Interestingly, these floats are battery powered, require no human operation and can take recordings for up to five years. This results in a much lower carbon footprint than taking recordings using a ship. They are also designed to withstand the harsh and often unpredictable conditions of the ocean, meaning they function 365 days a year in all weather conditions, allowing more comprehensive data to be recorded.
This advanced technology is excellent for recording data from specific oceanic regions, but for a wider assessment of oceanic acidification (on a global scale), we would need to move away from direct measurements and go back to estimates. Fortunately, new technologies are making estimates far more accurate, particularly satellite-based recording technologies.
New techniques involve mounting satellites with thermal cameras to measure temperature and microwave sensors to measure salinity. By cross referencing the data, this can give a good indicator of the level of acidification of a large body of water.
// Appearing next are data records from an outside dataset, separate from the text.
fn build_sqlite_rebuild_plan(
    dialect_name: &str,
    table: &QualifiedName,
    ops: &[DiffOp],
) -> Result<Vec<Statement>> {
    let first_op = ops
        .first()
        .ok_or_else(|| GenerateError::UnsupportedDiffOp {
            diff_op: "SqliteRebuild".to_string(),
            target: GENERATOR_TARGET.to_string(),
            dialect: dialect_name.to_string(),
        })?;

    let rebuilt_columns = collect_rebuild_columns(dialect_name, table, ops)?;
    let shadow_table = shadow_table_name(table);
    let create_sql = if rebuilt_columns.is_empty() {
        format!(
            "CREATE TABLE {} AS SELECT * FROM {} WHERE 0;",
            render_qualified_name(&shadow_table),
            render_qualified_name(table)
        )
    } else {
        let column_sql = rebuilt_columns
            .iter()
            .map(|column| render_rebuild_column(column, dialect_name, first_op))
            .collect::<Result<Vec<_>>>()?;
        format!(
            "CREATE TABLE {} ({});",
            render_qualified_name(&shadow_table),
            column_sql.join(", ")
        )
    };

    let copy_sql = if rebuilt_columns.is_empty() {
        format!(
            "INSERT INTO {} SELECT * FROM {};",
            render_qualified_name(&shadow_table),
            render_qualified_name(table)
        )
    } else {
        let column_list = rebuilt_columns
            .iter()
            .map(|column| render_ident(&column.name))
            .collect::<Vec<_>>()
            .join(", ");
        let select_list = rebuilt_columns
            .iter()
            .map(render_copy_projection)
            .collect::<Vec<_>>()
            .join(", ");
        format!(
            "INSERT INTO {} ({column_list}) SELECT {select_list} FROM {};",
            render_qualified_name(&shadow_table),
            render_qualified_name(table)
        )
    };

    Ok(vec![
        rebuild_statement(create_sql, table, SqliteRebuildStep::CreateShadowTable),
        rebuild_statement(copy_sql, table, SqliteRebuildStep::CopyData),
        rebuild_statement(
            format!("DROP TABLE {};", render_qualified_name(table)),
            table,
            SqliteRebuildStep::DropOldTable,
        ),
        rebuild_statement(
            format!(
                "ALTER TABLE {} RENAME TO {};",
                render_qualified_name(&shadow_table),
                render_ident(&table.name)
            ),
            table,
            SqliteRebuildStep::RenameShadowTable,
        ),
        rebuild_statement(
            format!(
                "-- sqlite rebuild: recreate indexes for {}",
                render_qualified_name(table)
            ),
            table,
            SqliteRebuildStep::RecreateIndexes,
        ),
        rebuild_statement(
            format!(
                "-- sqlite rebuild: recreate triggers for {}",
                render_qualified_name(table)
            ),
            table,
            SqliteRebuildStep::RecreateTriggers,
        ),
    ])
}
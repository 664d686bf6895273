use schemadrift_core::{
    DiffConfig, DiffDiagnostics, DiffEngine, DiffOp, Ident, Privilege, PrivilegeObject,
    PrivilegeOp, QualifiedName, SchemaObject, SkippedOpKind, Table,
};

fn ident(value: &str) -> Ident {
    Ident::unquoted(value)
}

fn qualified(name: &str) -> QualifiedName {
    QualifiedName {
        schema: Some(ident("public")),
        name: ident(name),
    }
}

fn table(name: &str) -> Table {
    Table {
        name: qualified(name),
        columns: Vec::new(),
        primary_key: None,
        foreign_keys: Vec::new(),
        checks: Vec::new(),
        exclusions: Vec::new(),
        options: Default::default(),
        partition: None,
        renamed_from: None,
    }
}

fn privilege_select_on_table(table: &str) -> Privilege {
    Privilege {
        operations: vec![PrivilegeOp::Select],
        on: PrivilegeObject::Table(qualified(table)),
        grantee: ident("app_role"),
        with_grant_option: false,
    }
}

fn with_enable_drop(enable_drop: bool) -> DiffConfig {
    DiffConfig {
        enable_drop,
        ..DiffConfig::default()
    }
}

#[test]
fn enable_drop_false_suppresses_drop_table_and_keeps_skipped_diagnostics() {
    let engine = DiffEngine::new();
    let current = vec![SchemaObject::Table(table("users"))];

    let diff = engine
        .diff_with_diagnostics(&[], &current, &with_enable_drop(false))
        .expect("diff should succeed");

    assert!(
        diff.ops.is_empty(),
        "enable_drop=false must not emit destructive ops",
    );
    assert_eq!(diff.diagnostics.skipped_ops.len(), 1);
    assert_eq!(
        diff.diagnostics.skipped_ops[0].kind,
        SkippedOpKind::DropTable
    );
    assert_eq!(
        diff.diagnostics.skipped_ops[0].op,
        DiffOp::DropTable(qualified("users")),
    );
}

#[test]
fn suppression_diagnostics_include_revoke_payload_kind() {
    let revoke = DiffOp::Revoke(privilege_select_on_table("users"));
    let diagnostics = DiffDiagnostics::from_enable_drop(std::slice::from_ref(&revoke), &[]);

    assert_eq!(diagnostics.skipped_ops.len(), 1);
    assert_eq!(diagnostics.skipped_ops[0].kind, SkippedOpKind::Revoke);
    assert_eq!(diagnostics.skipped_ops[0].op, revoke);
}
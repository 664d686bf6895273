use std::{io, path::PathBuf};

use anyhow::Context;
use miette::Report;

use crate::config::ConfigError;

const ORCHESTRATOR_CONTEXT: &str = "while running orchestrator";
const FILE_READ_CONTEXT: &str = "while reading desired schema file";
const STDIN_READ_CONTEXT: &str = "while reading desired schema from stdin";
const CONFIG_CONTEXT: &str = "while loading config";

pub(crate) type CliResult<T> = std::result::Result<T, CliError>;

#[derive(Debug)]
pub(crate) enum CliError {
    ReadFile {
        path: PathBuf,
        source: io::Error,
    },
    ReadStdin(io::Error),
    Config(ConfigError),
    Core(schemadrift_core::Error),
    #[cfg(not(any(
        feature = "mysql",
        feature = "postgres",
        feature = "sqlite",
        feature = "mssql"
    )))]
    NoDialectsEnabled,
}

impl From<schemadrift_core::Error> for CliError {
    fn from(value: schemadrift_core::Error) -> Self {
        Self::Core(value)
    }
}

impl From<ConfigError> for CliError {
    fn from(value: ConfigError) -> Self {
        Self::Config(value)
    }
}

pub(crate) fn render_runtime_error(error: CliError) -> String {
    match error {
        CliError::ReadFile { path, source } => {
            let context = format!("{FILE_READ_CONTEXT} `{}`", path.display());
            let report = report_with_context(source, context);
            format!("[io] {report}")
        }
        CliError::ReadStdin(source) => {
            let report = report_with_context(source, STDIN_READ_CONTEXT);
            format!("[io] {report}")
        }
        CliError::Config(source) => {
            let report = report_with_context(source, CONFIG_CONTEXT);
            format!("[config] {report}")
        }
        CliError::Core(source) => {
            let category = core_category(&source);
            let report = report_with_context(source, ORCHESTRATOR_CONTEXT);
            format!("[{category}] {report}")
        }
        #[cfg(not(any(
            feature = "mysql",
            feature = "postgres",
            feature = "sqlite",
            feature = "mssql"
        )))]
        CliError::NoDialectsEnabled => format!("[config] {}", no_dialects_enabled_message()),
    }
}

fn report_with_context<E, C>(source: E, context: C) -> Report
where
    E: std::error::Error + Send + Sync + 'static,
    C: Into<String>,
{
    let context = context.into();
    let anyhow_error = std::result::Result::<(), E>::Err(source)
        .context(context)
        .expect_err("context wrapping must produce an error");
    miette::miette!("{anyhow_error:#}")
}

fn core_category(error: &schemadrift_core::Error) -> &'static str {
    match error {
        schemadrift_core::Error::Parse(_) => "parse",
        schemadrift_core::Error::Diff(_) => "diff",
        schemadrift_core::Error::Generate(_) => "generate",
        schemadrift_core::Error::Execute(_) => "execute",
    }
}

#[cfg(not(any(
    feature = "mysql",
    feature = "postgres",
    feature = "sqlite",
    feature = "mssql"
)))]
fn no_dialects_enabled_message() -> &'static str {
    "no dialect features are enabled for this build; enable at least one of mysql/postgres/sqlite/mssql"
}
This assessment can then be verified with precise data via the float technologies used by SOCCOM. When new advanced technologies such as these converge, they will hopefully help us to fill in the gaps in our knowledge regarding ocean acidification – allowing us to formulate better plans of action to prevent it in the future.
The oceans need our support
In order for these technologies to be successful, they need support. One of the easiest ways to provide support is via donations. The Ocean Cleanup Array, which many consider to be the most viable option for cleaning up the Pacific Garbage Patch, have a donation form on their site. However, time is just as valuable as money. Plastic Bank encourage people to jump on social media and ask their favourite brands to consider using recycled plastic, using the hashtag #socialplastic. Giving them a like on Facebook also helps them to spread the message about their cause.
Ultimately, in order to win the fight against oceanic destruction, ordinary people and scientists alike have to come together to bring new technologies to market and prevent harmful industries (such as gas and oil drilling) from laying waste to the environment. While not everyone has the knowledge and ability to conceptualise and execute a gigantic array which relies on the ocean’s currents to recycle plastic, everyone can do their bit to raise awareness of the issues at hand.
You can start by making the commitment to use less plastic products and drink water from the tap instead (using a water filter removes impurities and improves the taste). Recycle where possible and volunteer your services at your nearest beach to help clean the place up. September 17th is the annual Coastal Cleanup event – click here to find out more.
Show your support by eating at sustainable seafood restaurants, and if you see an endangered species on the menu, don’t be afraid to speak up about it and inform the establishment about the far reaching consequences of killing such species. Remember, human life is inextricably entwined with the life of the ocean, so taking steps (however small) to save the oceans is also taking steps to saving humanity!